> _TASK_
Below are the entries to work from; restate word for word the portion that opens with the line containing "filename src/key.rs" and closes with the line containing "the 32 byte secret scalar.", keeping both.
*** RECORDS SUPPLIED ***
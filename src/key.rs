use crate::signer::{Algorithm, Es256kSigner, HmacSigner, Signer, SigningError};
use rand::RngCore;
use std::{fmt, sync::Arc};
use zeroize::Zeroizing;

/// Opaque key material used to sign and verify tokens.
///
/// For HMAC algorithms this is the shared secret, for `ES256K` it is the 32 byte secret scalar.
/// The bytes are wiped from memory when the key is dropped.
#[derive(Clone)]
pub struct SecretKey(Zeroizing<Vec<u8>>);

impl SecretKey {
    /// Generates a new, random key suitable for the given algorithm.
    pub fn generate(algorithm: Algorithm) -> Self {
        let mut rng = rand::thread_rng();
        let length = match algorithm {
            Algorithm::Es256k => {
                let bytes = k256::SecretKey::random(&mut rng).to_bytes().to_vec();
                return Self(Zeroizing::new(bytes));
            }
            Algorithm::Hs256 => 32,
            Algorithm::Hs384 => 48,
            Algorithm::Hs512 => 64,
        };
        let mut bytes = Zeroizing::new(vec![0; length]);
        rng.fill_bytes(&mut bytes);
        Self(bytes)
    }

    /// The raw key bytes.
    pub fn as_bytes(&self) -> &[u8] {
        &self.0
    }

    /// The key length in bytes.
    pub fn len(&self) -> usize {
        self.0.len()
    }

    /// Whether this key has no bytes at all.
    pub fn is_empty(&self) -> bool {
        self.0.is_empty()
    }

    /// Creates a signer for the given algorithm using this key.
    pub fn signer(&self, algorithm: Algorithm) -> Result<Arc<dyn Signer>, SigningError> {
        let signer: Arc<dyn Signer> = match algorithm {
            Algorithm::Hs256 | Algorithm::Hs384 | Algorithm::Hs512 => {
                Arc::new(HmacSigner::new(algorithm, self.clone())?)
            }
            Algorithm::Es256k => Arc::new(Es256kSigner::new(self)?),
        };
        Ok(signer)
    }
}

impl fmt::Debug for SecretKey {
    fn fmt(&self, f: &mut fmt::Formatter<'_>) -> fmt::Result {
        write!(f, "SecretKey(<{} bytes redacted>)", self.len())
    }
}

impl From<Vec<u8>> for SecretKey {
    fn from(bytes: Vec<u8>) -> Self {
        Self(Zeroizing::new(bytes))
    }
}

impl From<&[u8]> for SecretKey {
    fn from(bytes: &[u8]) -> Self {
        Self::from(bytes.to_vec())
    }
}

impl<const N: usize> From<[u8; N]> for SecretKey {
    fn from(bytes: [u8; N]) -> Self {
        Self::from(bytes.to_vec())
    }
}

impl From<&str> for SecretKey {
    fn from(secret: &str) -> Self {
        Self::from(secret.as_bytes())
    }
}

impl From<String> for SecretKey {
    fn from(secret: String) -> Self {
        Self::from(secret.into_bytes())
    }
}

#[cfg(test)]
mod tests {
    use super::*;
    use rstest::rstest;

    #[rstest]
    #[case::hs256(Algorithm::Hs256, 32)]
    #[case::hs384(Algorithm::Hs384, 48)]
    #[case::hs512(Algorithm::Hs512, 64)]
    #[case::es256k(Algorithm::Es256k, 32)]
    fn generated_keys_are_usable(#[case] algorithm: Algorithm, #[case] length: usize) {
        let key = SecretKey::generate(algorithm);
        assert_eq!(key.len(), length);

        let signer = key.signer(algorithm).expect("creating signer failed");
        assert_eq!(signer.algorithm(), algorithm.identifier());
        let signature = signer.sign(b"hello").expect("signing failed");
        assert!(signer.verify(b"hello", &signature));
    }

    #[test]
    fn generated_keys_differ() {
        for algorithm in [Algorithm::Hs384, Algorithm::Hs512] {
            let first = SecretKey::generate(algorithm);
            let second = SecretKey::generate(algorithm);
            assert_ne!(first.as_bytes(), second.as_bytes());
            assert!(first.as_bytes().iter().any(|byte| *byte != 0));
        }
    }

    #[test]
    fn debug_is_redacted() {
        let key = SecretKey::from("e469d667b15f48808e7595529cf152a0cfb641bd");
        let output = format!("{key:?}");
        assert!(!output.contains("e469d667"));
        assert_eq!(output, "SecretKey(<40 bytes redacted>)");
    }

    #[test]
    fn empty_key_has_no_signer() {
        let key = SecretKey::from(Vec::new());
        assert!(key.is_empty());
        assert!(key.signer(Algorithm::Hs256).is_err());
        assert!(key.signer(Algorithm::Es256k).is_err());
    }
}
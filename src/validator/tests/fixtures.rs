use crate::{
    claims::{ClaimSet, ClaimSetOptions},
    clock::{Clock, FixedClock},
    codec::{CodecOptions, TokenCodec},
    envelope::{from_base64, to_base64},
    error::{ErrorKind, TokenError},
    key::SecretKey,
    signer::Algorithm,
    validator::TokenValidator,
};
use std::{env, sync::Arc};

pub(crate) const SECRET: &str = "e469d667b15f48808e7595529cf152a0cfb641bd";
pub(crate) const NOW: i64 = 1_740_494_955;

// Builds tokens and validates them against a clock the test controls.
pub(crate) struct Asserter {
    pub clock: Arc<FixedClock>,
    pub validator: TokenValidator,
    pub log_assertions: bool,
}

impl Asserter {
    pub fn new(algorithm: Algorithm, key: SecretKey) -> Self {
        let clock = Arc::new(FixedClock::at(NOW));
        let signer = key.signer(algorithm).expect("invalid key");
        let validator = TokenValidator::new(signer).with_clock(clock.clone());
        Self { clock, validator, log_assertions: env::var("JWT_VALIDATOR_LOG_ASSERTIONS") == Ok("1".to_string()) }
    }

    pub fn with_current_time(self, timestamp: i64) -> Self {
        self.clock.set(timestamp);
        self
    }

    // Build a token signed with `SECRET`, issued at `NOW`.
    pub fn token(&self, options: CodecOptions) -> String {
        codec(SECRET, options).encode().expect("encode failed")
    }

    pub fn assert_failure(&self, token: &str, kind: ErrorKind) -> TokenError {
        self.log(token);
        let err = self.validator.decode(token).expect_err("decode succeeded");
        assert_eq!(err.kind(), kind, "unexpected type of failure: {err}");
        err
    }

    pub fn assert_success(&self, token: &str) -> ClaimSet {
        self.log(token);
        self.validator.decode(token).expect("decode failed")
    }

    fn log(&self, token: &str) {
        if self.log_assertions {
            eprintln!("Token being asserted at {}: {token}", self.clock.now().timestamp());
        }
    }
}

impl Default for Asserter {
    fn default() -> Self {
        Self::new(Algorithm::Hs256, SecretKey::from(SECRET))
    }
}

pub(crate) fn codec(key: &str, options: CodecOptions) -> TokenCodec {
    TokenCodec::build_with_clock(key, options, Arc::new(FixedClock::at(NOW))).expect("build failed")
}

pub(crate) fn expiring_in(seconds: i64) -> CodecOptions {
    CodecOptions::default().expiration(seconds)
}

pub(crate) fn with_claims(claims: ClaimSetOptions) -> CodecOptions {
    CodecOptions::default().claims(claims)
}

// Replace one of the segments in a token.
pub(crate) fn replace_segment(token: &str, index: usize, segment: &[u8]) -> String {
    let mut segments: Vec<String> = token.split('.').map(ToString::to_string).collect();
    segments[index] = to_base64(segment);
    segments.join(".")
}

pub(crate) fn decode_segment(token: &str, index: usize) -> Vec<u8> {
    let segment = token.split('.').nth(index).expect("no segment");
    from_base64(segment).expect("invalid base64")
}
*** End of RECORDS SUPPLIED ***
*** RECORDS SUPPLIED ***
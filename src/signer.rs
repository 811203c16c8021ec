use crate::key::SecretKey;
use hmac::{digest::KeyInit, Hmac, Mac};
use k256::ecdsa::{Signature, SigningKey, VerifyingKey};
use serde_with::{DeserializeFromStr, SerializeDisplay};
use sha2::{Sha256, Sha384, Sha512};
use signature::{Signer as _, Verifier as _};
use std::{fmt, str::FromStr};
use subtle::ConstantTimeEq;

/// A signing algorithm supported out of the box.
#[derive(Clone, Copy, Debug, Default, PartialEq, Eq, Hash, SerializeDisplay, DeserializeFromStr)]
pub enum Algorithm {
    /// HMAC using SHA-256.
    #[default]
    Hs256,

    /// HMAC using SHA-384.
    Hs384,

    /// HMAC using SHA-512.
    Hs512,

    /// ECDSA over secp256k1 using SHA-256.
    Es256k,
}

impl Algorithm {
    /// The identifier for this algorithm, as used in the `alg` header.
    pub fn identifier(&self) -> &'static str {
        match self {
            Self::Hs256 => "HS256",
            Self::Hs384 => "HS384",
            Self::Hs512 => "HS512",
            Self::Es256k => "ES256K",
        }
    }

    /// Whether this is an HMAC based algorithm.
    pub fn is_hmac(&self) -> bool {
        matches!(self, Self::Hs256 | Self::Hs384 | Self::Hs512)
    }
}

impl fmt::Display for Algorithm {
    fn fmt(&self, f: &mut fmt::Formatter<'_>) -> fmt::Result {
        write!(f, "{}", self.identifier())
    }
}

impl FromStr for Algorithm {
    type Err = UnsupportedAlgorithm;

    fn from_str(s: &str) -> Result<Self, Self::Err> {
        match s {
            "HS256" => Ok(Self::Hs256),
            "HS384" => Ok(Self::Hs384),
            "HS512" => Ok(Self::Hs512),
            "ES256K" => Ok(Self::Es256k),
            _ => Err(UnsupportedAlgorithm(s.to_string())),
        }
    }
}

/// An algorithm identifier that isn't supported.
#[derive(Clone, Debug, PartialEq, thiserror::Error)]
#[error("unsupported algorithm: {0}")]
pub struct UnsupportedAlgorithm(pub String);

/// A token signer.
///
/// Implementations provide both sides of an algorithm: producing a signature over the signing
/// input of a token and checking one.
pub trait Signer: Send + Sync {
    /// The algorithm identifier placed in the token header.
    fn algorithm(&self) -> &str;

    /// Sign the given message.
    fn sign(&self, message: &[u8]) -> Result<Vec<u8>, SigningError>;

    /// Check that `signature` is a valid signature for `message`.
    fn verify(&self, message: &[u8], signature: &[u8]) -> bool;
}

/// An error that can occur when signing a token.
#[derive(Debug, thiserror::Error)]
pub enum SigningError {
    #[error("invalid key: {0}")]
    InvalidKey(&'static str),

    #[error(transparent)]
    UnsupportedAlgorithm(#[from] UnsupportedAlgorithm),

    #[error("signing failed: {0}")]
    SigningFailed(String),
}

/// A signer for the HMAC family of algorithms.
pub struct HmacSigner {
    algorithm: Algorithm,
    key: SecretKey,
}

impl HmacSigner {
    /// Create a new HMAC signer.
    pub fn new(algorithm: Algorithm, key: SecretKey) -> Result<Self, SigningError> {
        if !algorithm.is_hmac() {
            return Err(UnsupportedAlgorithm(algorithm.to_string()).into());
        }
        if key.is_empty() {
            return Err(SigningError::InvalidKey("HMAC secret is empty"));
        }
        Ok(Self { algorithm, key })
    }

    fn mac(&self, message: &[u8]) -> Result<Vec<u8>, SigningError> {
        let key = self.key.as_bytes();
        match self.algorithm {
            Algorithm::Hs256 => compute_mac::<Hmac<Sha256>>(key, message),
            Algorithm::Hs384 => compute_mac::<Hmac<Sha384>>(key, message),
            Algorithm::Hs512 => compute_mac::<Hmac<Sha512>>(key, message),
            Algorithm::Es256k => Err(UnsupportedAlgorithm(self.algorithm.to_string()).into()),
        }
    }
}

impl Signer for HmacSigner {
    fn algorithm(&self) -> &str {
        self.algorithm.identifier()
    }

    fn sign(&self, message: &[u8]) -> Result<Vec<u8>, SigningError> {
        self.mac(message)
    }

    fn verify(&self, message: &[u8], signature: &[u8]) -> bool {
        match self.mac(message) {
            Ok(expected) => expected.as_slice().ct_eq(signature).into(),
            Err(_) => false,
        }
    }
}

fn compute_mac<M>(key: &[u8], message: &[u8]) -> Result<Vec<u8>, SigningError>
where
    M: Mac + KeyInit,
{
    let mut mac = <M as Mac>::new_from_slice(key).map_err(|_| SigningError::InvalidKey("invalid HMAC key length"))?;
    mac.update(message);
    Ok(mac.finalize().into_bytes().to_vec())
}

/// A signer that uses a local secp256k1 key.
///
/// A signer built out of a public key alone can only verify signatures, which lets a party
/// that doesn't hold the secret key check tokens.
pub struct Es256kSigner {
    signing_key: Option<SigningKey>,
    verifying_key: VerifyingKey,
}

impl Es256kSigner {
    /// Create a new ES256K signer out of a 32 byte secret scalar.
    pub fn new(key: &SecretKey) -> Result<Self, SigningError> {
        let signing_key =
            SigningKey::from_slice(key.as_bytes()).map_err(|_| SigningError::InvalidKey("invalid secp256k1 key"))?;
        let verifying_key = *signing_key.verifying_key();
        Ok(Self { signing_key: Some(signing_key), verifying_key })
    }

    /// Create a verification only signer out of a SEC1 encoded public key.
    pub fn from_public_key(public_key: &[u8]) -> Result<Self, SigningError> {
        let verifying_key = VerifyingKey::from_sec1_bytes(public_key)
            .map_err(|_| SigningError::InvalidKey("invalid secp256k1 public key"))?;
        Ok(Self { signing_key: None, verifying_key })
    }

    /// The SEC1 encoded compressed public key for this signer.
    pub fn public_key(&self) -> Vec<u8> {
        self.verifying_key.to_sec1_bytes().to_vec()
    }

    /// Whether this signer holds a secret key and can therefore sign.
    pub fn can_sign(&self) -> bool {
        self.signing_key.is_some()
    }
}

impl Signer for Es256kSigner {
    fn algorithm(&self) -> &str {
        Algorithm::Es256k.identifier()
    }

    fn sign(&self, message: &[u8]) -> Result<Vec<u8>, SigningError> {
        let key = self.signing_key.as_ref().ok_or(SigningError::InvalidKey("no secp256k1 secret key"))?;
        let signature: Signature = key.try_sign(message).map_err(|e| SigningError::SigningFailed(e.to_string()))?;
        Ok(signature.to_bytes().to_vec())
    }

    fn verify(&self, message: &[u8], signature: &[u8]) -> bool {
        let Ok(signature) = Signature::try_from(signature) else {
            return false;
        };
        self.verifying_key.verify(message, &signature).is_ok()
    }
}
*** End of RECORDS SUPPLIED ***
*** RECORDS SUPPLIED ***
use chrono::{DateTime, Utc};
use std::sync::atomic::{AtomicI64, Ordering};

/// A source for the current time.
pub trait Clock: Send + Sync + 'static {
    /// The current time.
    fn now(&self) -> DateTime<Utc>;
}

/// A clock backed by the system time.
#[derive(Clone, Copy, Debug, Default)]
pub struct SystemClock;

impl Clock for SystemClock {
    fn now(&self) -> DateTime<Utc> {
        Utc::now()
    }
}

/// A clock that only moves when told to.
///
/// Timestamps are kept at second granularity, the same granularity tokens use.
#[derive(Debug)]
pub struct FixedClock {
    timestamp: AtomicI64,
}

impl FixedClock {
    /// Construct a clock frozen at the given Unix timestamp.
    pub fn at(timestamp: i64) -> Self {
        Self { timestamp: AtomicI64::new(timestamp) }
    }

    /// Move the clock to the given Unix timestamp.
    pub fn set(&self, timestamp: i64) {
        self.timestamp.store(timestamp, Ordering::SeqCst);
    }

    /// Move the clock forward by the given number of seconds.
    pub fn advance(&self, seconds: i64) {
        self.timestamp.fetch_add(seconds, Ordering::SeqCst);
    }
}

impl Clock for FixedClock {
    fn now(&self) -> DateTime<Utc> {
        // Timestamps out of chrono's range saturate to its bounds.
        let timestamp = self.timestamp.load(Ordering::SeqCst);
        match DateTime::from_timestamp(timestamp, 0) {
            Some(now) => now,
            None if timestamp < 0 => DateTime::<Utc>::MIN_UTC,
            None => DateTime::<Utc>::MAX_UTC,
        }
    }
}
*** End of RECORDS SUPPLIED ***
> _FINAL ANSWER_
filename src/key.rs
use crate::signer::{Algorithm, Es256kSigner, HmacSigner, Signer, SigningError};
use rand::RngCore;
use std::{fmt, sync::Arc};
use zeroize::Zeroizing;

/// Opaque key material used to sign and verify tokens.
///
/// For HMAC algorithms this is the shared secret, for `ES256K` it is the 32 byte secret scalar.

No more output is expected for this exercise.